I had no idea what happiness was. I thought I was illuminated, I thought maybe I knew something about anything. That happiness came to you and stayed like a chronic virtue. I had no idea that happiness was a choice.
I had no idea what love was. I thought it was offering whatever capabilities I have to another person. I thought it was giving. I thought maybe it was – no, I didn’t know what I thought it was. How can you know what it is before you experience it? Really, what it really is. Oh, I had no idea.
Neither of these two things are described in words. They’re the strings drawing your lips into a smile you never intended to have. They’re the warm hand finding yours beneath the sleeve of your coat when you’re cold. It’s subtle and simple and if you’re not paying enough attention, you could miss them. I think that’s probably why so many people miss out on happiness, or love. We move so quickly that there’s no time between our thoughts, feelings, and hearts so we miss the cues that we could, at any point, choose to pay attention to. They fade, and the moments we could have cherished are gone. I thought happiness was something you found outside – but it’s inside.
I thought love was giving half of yourself to someone, measured. Moving so quickly you either miscounted how much you gave, or forgetting to give at all. It seemed so hard, you know? It was always work, maybe it was always giving. I don’t know what I thought it was. Something possibly dark and inexplicable; but I have been wrong.

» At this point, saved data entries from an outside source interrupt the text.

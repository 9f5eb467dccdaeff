//! HTTP routes and handlers
//!
//! Route groups share a rate-limit preset. Every group also carries the CSRF
//! guard, which lets safe methods through untouched. Handlers that need a
//! caller take [`CurrentSession`].

use axum::{
    Json, Router,
    extract::State,
    http::StatusCode,
    middleware,
    response::IntoResponse,
    routing::{get, patch, post},
};
use axum_extra::extract::cookie::CookieJar;
use serde::{Deserialize, Serialize};
use serde_json::json;
use tracing::{error, info};
use uuid::Uuid;

use crate::{
    error::{ApiError, ApiResult},
    identity::IdentityError,
    middleware::{csrf_middleware, rate_limit_middleware},
    models::{Credentials, Identity, NewAccount, ProfileUpdate, ScoreSubmission, SessionData},
    rate_limiter::{RateLimitConfig, RateLimiter},
    session::{self, CurrentSession, OptionalSession},
    state::AppState,
    validation,
};

/// Body of `GET /api/csrf-token`
#[derive(Serialize)]
pub struct CsrfTokenResponse {
    pub token: String,
    pub message: String,
}

/// Body returned whenever a session is issued
#[derive(Serialize)]
#[serde(rename_all = "camelCase")]
pub struct SessionResponse {
    pub subject_id: String,
    pub is_ephemeral: bool,
    #[serde(skip_serializing_if = "Option::is_none")]
    pub email: Option<String>,
    /// Fresh CSRF token after an authentication change
    #[serde(skip_serializing_if = "Option::is_none")]
    pub csrf_token: Option<String>,
}

#[derive(Deserialize)]
pub struct PasswordResetRequest {
    pub email: String,
}

#[derive(Deserialize)]
#[serde(rename_all = "camelCase")]
pub struct PasswordUpdateRequest {
    pub new_password: String,
}

fn with_rate_limit(
    router: Router<AppState>,
    limiter: &RateLimiter,
    config: RateLimitConfig,
) -> Router<AppState> {
    router
        .route_layer(middleware::from_fn(csrf_middleware))
        .route_layer(middleware::from_fn_with_state(
            (limiter.clone(), config),
            rate_limit_middleware,
        ))
}

/// Create the router for the service
pub fn create_router(state: AppState) -> Router {
    let limiter = state.rate_limiter.clone();

    let general = Router::new()
        .route("/api/csrf-token", get(csrf_token))
        .route("/api/auth/session", get(current_session))
        .route("/api/auth/sign-out", post(sign_out))
        .route("/api/profile", patch(update_profile));

    let auth = Router::new()
        .route("/api/auth/guest", post(guest))
        .route("/api/auth/sign-up", post(sign_up))
        .route("/api/auth/sign-in", post(sign_in))
        .route("/api/auth/password", post(update_password));

    let password_reset =
        Router::new().route("/api/auth/password-reset", post(request_password_reset));

    let scores = Router::new().route("/api/scores", post(submit_score));

    Router::new()
        .route("/health", get(health_check))
        .merge(with_rate_limit(general, &limiter, RateLimitConfig::GENERAL))
        .merge(with_rate_limit(auth, &limiter, RateLimitConfig::AUTH))
        .merge(with_rate_limit(
            password_reset,
            &limiter,
            RateLimitConfig::PASSWORD_RESET,
        ))
        .merge(with_rate_limit(
            scores,
            &limiter,
            RateLimitConfig::SCORE_SUBMISSION,
        ))
        .with_state(state)
}

/// Health check endpoint
pub async fn health_check() -> impl IntoResponse {
    Json(json!({
        "status": "ok",
        "service": "auth-service"
    }))
}

/// Issue a CSRF token. Callable before any session exists.
pub async fn csrf_token(State(state): State<AppState>, jar: CookieJar) -> impl IntoResponse {
    let (token, jar) = state.token_guard.rotate(jar);

    (
        jar,
        Json(CsrfTokenResponse {
            token,
            message: "CSRF token generated".to_string(),
        }),
    )
}

/// Start a session for `identity` and rotate the CSRF token
fn start_session(
    state: &AppState,
    jar: CookieJar,
    identity: &Identity,
    is_ephemeral: bool,
) -> ApiResult<(CookieJar, SessionResponse)> {
    let credential = state
        .session_codec
        .issue(&identity.subject_id, is_ephemeral, identity.email.as_deref())
        .map_err(|e| {
            error!("Failed to sign session credential: {}", e);
            ApiError::InternalServerError
        })?;

    let jar = session::attach_to_response(jar, credential, state.secure_cookies);
    let (csrf_token, jar) = state.token_guard.rotate(jar);

    Ok((
        jar,
        SessionResponse {
            subject_id: identity.subject_id.clone(),
            is_ephemeral,
            email: identity.email.clone(),
            csrf_token: Some(csrf_token),
        },
    ))
}

/// Bootstrap a guest identity. A caller that already has a session keeps it.
pub async fn guest(
    State(state): State<AppState>,
    OptionalSession(existing): OptionalSession,
    jar: CookieJar,
) -> ApiResult<impl IntoResponse> {
    if let Some(existing) = existing {
        return Ok((
            StatusCode::OK,
            jar,
            Json(SessionResponse {
                subject_id: existing.subject_id,
                is_ephemeral: existing.is_ephemeral,
                email: existing.email,
                csrf_token: None,
            }),
        ));
    }

    let identity = Identity {
        subject_id: Uuid::new_v4().to_string(),
        email: None,
    };
    info!("Bootstrapping guest {}", identity.subject_id);

    let (jar, body) = start_session(&state, jar, &identity, true)?;
    Ok((StatusCode::CREATED, jar, Json(body)))
}

/// Create a durable account, upgrading the caller's guest identity if present
pub async fn sign_up(
    State(state): State<AppState>,
    OptionalSession(existing): OptionalSession,
    jar: CookieJar,
    Json(mut payload): Json<NewAccount>,
) -> ApiResult<impl IntoResponse> {
    validation::validate_email(&payload.email).map_err(ApiError::BadRequest)?;
    validation::validate_password(&payload.password).map_err(ApiError::BadRequest)?;
    validation::validate_display_name(&payload.display_name).map_err(ApiError::BadRequest)?;

    payload.guest_subject_id = existing
        .filter(|session| session.is_ephemeral)
        .map(|session| session.subject_id);

    let identity = state
        .identity
        .sign_up(&payload)
        .await
        .map_err(|e| match e {
            IdentityError::AlreadyExists => {
                ApiError::Conflict("An account with this email already exists".to_string())
            }
            e => {
                error!("Failed to create account: {}", e);
                ApiError::InternalServerError
            }
        })?;

    let profile = ProfileUpdate {
        display_name: payload.display_name.clone(),
    };
    state
        .game_store
        .update_profile(&identity.subject_id, &profile)
        .await
        .map_err(|e| {
            error!("Failed to store profile for new account: {}", e);
            ApiError::InternalServerError
        })?;

    info!("Signed up {}", identity.subject_id);
    let (jar, body) = start_session(&state, jar, &identity, false)?;
    Ok((StatusCode::CREATED, jar, Json(body)))
}

/// Sign in with email and password
pub async fn sign_in(
    State(state): State<AppState>,
    jar: CookieJar,
    Json(payload): Json<Credentials>,
) -> ApiResult<impl IntoResponse> {
    if payload.email.trim().is_empty() || payload.password.is_empty() {
        return Err(ApiError::BadRequest(
            "Email and password are required".to_string(),
        ));
    }

    let identity = state
        .identity
        .sign_in(&payload)
        .await
        .map_err(|e| {
            error!("Sign-in failed: {}", e);
            ApiError::InternalServerError
        })?
        .ok_or(ApiError::InvalidCredentials)?;

    info!("Signed in {}", identity.subject_id);
    let (jar, body) = start_session(&state, jar, &identity, false)?;
    Ok((jar, Json(body)))
}

/// Drop the session and CSRF cookies
pub async fn sign_out(State(state): State<AppState>, jar: CookieJar) -> impl IntoResponse {
    let jar = session::clear(jar);
    let jar = state.token_guard.clear(jar);

    (jar, Json(json!({ "message": "Signed out successfully" })))
}

/// Ask for a password-reset email. The answer never reveals whether the
/// address has an account.
pub async fn request_password_reset(
    State(state): State<AppState>,
    Json(payload): Json<PasswordResetRequest>,
) -> ApiResult<impl IntoResponse> {
    validation::validate_email(&payload.email).map_err(ApiError::BadRequest)?;

    if let Err(e) = state.identity.request_password_reset(&payload.email).await {
        error!("Failed to request password reset: {}", e);
    }

    Ok(Json(json!({
        "message": "If an account exists for this email, a reset link is on its way"
    })))
}

/// Change the password of a signed-in, durable account
pub async fn update_password(
    State(state): State<AppState>,
    CurrentSession(current): CurrentSession,
    jar: CookieJar,
    Json(payload): Json<PasswordUpdateRequest>,
) -> ApiResult<impl IntoResponse> {
    if current.is_ephemeral {
        return Err(ApiError::Unauthorized);
    }

    validation::validate_password(&payload.new_password).map_err(ApiError::BadRequest)?;

    state
        .identity
        .update_password(&current.subject_id, &payload.new_password)
        .await
        .map_err(|e| match e {
            IdentityError::UnknownSubject => ApiError::Unauthorized,
            e => {
                error!("Failed to update password: {}", e);
                ApiError::InternalServerError
            }
        })?;

    let (csrf_token, jar) = state.token_guard.rotate(jar);
    Ok((
        jar,
        Json(json!({
            "message": "Password updated",
            "csrfToken": csrf_token,
        })),
    ))
}

/// Who is calling
pub async fn current_session(CurrentSession(current): CurrentSession) -> Json<SessionData> {
    Json(current)
}

/// Record a finished puzzle
pub async fn submit_score(
    State(state): State<AppState>,
    CurrentSession(current): CurrentSession,
    Json(payload): Json<ScoreSubmission>,
) -> ApiResult<impl IntoResponse> {
    validation::validate_score(&payload).map_err(ApiError::BadRequest)?;

    let receipt = state
        .game_store
        .submit_score(&current.subject_id, &payload)
        .await
        .map_err(|e| {
            error!("Failed to store score: {}", e);
            ApiError::InternalServerError
        })?;

    Ok((StatusCode::CREATED, Json(receipt)))
}

/// Change profile details
pub async fn update_profile(
    State(state): State<AppState>,
    CurrentSession(current): CurrentSession,
    Json(payload): Json<ProfileUpdate>,
) -> ApiResult<impl IntoResponse> {
    validation::validate_display_name(&payload.display_name).map_err(ApiError::BadRequest)?;

    state
        .game_store
        .update_profile(&current.subject_id, &payload)
        .await
        .map_err(|e| {
            error!("Failed to update profile: {}", e);
            ApiError::InternalServerError
        })?;

    Ok(Json(json!({ "message": "Profile updated" })))
}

Happiness doesn’t fall from the sky like rain where you can fill your bucket with clear and pure water. There are long hours you need to spend with yourself, discovering the paths that inwardly make you who you are. Slowly, you’ll begin to see that happiness is a choice. We process our emotions without realizing we have a semblance of control over them and when we see that there is a choice to an extent, sometimes we forget to choose it. But to be happy, really, is a choice.
I’m beginning to understand that love too, is a choice. So much of what we think about love might be true, or it might be inapplicable to many situations. People think they’re too broken for love; that it is too far out of reach. Lasting love, the kind that roots in your soul. The kind where their calcium strengthens your backbone. The kind where you start to see the rest of the universe in their eyes. I don’t even believe that the expanse of the universe is fathomable, but I still sigh and smile every time I look in his eyes because the expanse? It’s there. When I trip over my own feet his hand is there, ensuring I don’t fall. I thought I knew what love was. It turns out it is so much more, because I’ve recognized that it’s a choice, too.
Every night when I fall asleep, I quickly think of the morning and how it’ll feel like to fall in love all over again. I want to make that choice every morning. When asked about how things are the way they are for me, I only have one thing to say.
“Because we want it to be this way.”
Choose to be happy. Choose love. The feeling of being alive will wash over you and you’ll wonder how you’ll ever be the same.